Grand Teton Rangers Rescue Climber Who Fell
Grand Teton National Park rangers rescued a snow climber from Wilson who fell after slipping on snow while descending the southeast ridge of Disappointment Peak on Monday, according to a news release from the park.
Rangers responded quickly and took Robert Henderson, 68, to St. John’s Medical Center in Jackson.
Two hikers in the Amphitheater Lake area saw Henderson fall about 1:30 p.m.
They called the Teton Interagency Dispatch Center to report the accident. Henderson's climbing partner, Dan Matzke of Moose, also called the dispatch center to report Henderson lost his footing and slid on the snow before disappearing from view.
Henderson’s fall carried him 400 feet downhill, including a 60- to 80 foot cliff, to a location with snow and trees about 300 feet above Amphitheater Lake.
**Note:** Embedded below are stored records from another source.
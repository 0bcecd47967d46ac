//! Cart commands.

use lm_store_core::ProductId;
use lm_store_storefront::StoreClient;
use lm_store_storefront::api::{CartUpdate, CartView};

use super::CommandError;

pub async fn show(client: &StoreClient) -> Result<(), CommandError> {
    let view = client.cart().load_view().await?;
    print_view(&view);
    Ok(())
}

pub async fn add(client: &StoreClient, id: ProductId, quantity: u32) -> Result<(), CommandError> {
    client.cart().add(id, quantity).await?;
    tracing::info!("Added {quantity} x product #{id} to your cart");
    Ok(())
}

pub async fn remove(client: &StoreClient, id: ProductId) -> Result<(), CommandError> {
    client.cart().remove(id).await?;
    tracing::info!("Removed product #{id} from your cart");
    Ok(())
}

/// Set an exact quantity through the optimistic view, then show the result.
pub async fn set(client: &StoreClient, id: ProductId, quantity: u32) -> Result<(), CommandError> {
    let view = client.cart().load_view().await?;
    match view.set_quantity(id, quantity).await? {
        CartUpdate::Applied => print_view(&view),
        CartUpdate::Superseded => tracing::info!("A newer change to product #{id} took effect"),
    }
    Ok(())
}

fn print_view(view: &CartView) {
    let lines = view.lines();
    if lines.is_empty() {
        tracing::info!("Your cart is empty");
        return;
    }
    for line in &lines {
        tracing::info!(
            "#{:<4} {:<32} {:>3} x {:>9} = {:>10}",
            line.product_id.as_i64(),
            line.name,
            line.quantity,
            line.price.to_string(),
            line.line_total().to_string()
        );
    }
    tracing::info!("{} item(s), subtotal {}", view.item_count(), view.subtotal());
}
//! Inventory and reporting commands for store admins.
//!
//! # Usage
//!
//! ```bash
//! lm admin dashboard
//! lm admin add-product -n "Desk Lamp" -p 24.50 -s 10
//! lm admin stock 3 25
//! lm admin archive 3
//! lm admin restore 3
//! ```
//!
//! The role check here only hides the commands from regular shoppers. The
//! server makes the real decision and answers `403` to non-admin sessions.

use lm_store_core::{NewProduct, ProductId};
use lm_store_storefront::StoreClient;

use super::CommandError;
use super::catalog::summary_line;

/// Refuse early when the stored session is missing or not an admin.
pub fn require_admin(client: &StoreClient) -> Result<(), CommandError> {
    let credential = client.auth().current()?.ok_or(CommandError::NotLoggedIn)?;
    if !credential.role.can_view_admin() {
        return Err(CommandError::AdminRequired);
    }
    Ok(())
}

pub async fn dashboard(client: &StoreClient) -> Result<(), CommandError> {
    let dashboard = client.admin().dashboard().await?;
    tracing::info!(
        "Total users: {}  Products: {}",
        dashboard.user_count,
        dashboard.products.len()
    );

    let mut out_of_stock = dashboard.out_of_stock().peekable();
    if out_of_stock.peek().is_none() {
        tracing::info!("Every product is in stock");
    } else {
        tracing::info!("Out of stock:");
        for product in out_of_stock {
            tracing::info!("  {}", summary_line(product));
        }
    }
    Ok(())
}

pub async fn users(client: &StoreClient) -> Result<(), CommandError> {
    for user in client.admin().users().await? {
        tracing::info!(
            "#{:<4} {:<24} {:<6} joined {}",
            user.id.as_i64(),
            user.username,
            user.role.to_string(),
            user.created_at.format("%Y-%m-%d")
        );
    }
    Ok(())
}

pub async fn activity(client: &StoreClient) -> Result<(), CommandError> {
    let activities = client.admin().activities().await?;
    if activities.is_empty() {
        tracing::info!("No orders yet");
    }
    for activity in &activities {
        tracing::info!(
            "{}  {:<24} order #{:<5} {:>10}",
            activity.created_at.format("%Y-%m-%d %H:%M"),
            activity.username,
            activity.order_id.as_i64(),
            activity.total_amount.to_string()
        );
    }
    Ok(())
}

pub async fn add_product(client: &StoreClient, product: &NewProduct) -> Result<(), CommandError> {
    let message = client.admin().add_product(product).await?;
    tracing::info!("{message}");
    Ok(())
}

pub async fn archive(client: &StoreClient, id: ProductId) -> Result<(), CommandError> {
    client.admin().deactivate(id).await?;
    tracing::info!("Archived product #{id}; restore it with `lm admin restore {id}`");
    Ok(())
}

pub async fn restore(client: &StoreClient, id: ProductId) -> Result<(), CommandError> {
    client.admin().restore(id).await?;
    tracing::info!("Restored product #{id}");
    Ok(())
}

pub async fn stock(client: &StoreClient, id: ProductId, stock: u32) -> Result<(), CommandError> {
    client.admin().update_stock(id, stock).await?;
    tracing::info!("Stock for product #{id} set to {stock}");
    Ok(())
}

pub async fn archived(client: &StoreClient) -> Result<(), CommandError> {
    let products = client.admin().archived().await?;
    if products.is_empty() {
        tracing::info!("No archived products");
    }
    for product in &products {
        tracing::info!("{}", summary_line(product));
    }
    Ok(())
}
A ranger who was climbing on Disappointment Peak joined Matzke, assisted him on the technical descent to Amphitheater Lake, and reached Henderson about 3 pm. The ranger assessed Henderson, who was alert but sustained leg and shoulder injuries. Matzke continued downhill with a bystander.
At 4:20 p.m., the Teton Interagency Contract Helicopter sent two rangers to Henderson’s location. They loaded Henderson into a rescue litter and prepared him for extraction by a short-haul technique in which an individual or gear is suspended below a helicopter on a 150- to 250-foot rope. This allows a rescuer more direct access to an injured party. Rescuers often use it in the Tetons where conditions make it difficult to land a helicopter in the steep and rocky terrain.
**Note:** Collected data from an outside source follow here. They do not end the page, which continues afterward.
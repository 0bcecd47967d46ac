//! Per-request configuration for the gateway.

use reqwest::Method;
use reqwest::header::{HeaderMap, HeaderName, HeaderValue};
use serde::Serialize;

/// Method, body and extra headers of one gateway call.
///
/// Defaults to a bodiless `GET`.
#[derive(Debug, Clone, Default)]
pub struct RequestOptions {
    method: Method,
    body: Option<Vec<u8>>,
    headers: HeaderMap,
}

impl RequestOptions {
    /// A request with the given method.
    #[must_use]
    pub fn new(method: Method) -> Self {
        Self {
            method,
            ..Self::default()
        }
    }

    /// `GET`.
    #[must_use]
    pub fn get() -> Self {
        Self::new(Method::GET)
    }

    /// `POST`.
    #[must_use]
    pub fn post() -> Self {
        Self::new(Method::POST)
    }

    /// `PUT`.
    #[must_use]
    pub fn put() -> Self {
        Self::new(Method::PUT)
    }

    /// `DELETE`.
    #[must_use]
    pub fn delete() -> Self {
        Self::new(Method::DELETE)
    }

    /// Serialize `body` as the JSON payload.
    ///
    /// # Errors
    ///
    /// Returns an error if `body` cannot be serialized.
    pub fn json<T: Serialize + ?Sized>(mut self, body: &T) -> Result<Self, serde_json::Error> {
        self.body = Some(serde_json::to_vec(body)?);
        Ok(self)
    }

    /// Use an already serialized payload.
    #[must_use]
    pub fn raw_body(mut self, body: impl Into<Vec<u8>>) -> Self {
        self.body = Some(body.into());
        self
    }

    /// Add an extra header. The gateway's credential header still wins.
    #[must_use]
    pub fn header(mut self, name: HeaderName, value: HeaderValue) -> Self {
        self.headers.insert(name, value);
        self
    }

    /// The HTTP method.
    #[must_use]
    pub const fn method(&self) -> &Method {
        &self.method
    }

    pub(crate) fn into_parts(self) -> (Method, Option<Vec<u8>>, HeaderMap) {
        (self.method, self.body, self.headers)
    }
}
One ranger stayed with Henderson during the short flight to the Lupine Meadows Rescue Cache at 5:11 p.m. He was transferred to a park ambulance and taken to the hospital. The helicopter retrieved the remaining two rangers.
Henderson and Matzke were prepared to climb on snow and had the necessary gear to do so, But rangers recognize many visitors to the Tetons may not be expecting wintertime conditions in June.
Rangers advise that elevations above 9,000 feet mostly are still covered with snow. Appropriate knowledge and experience using an ice ax and crampons is necessary for traversing steep terrain.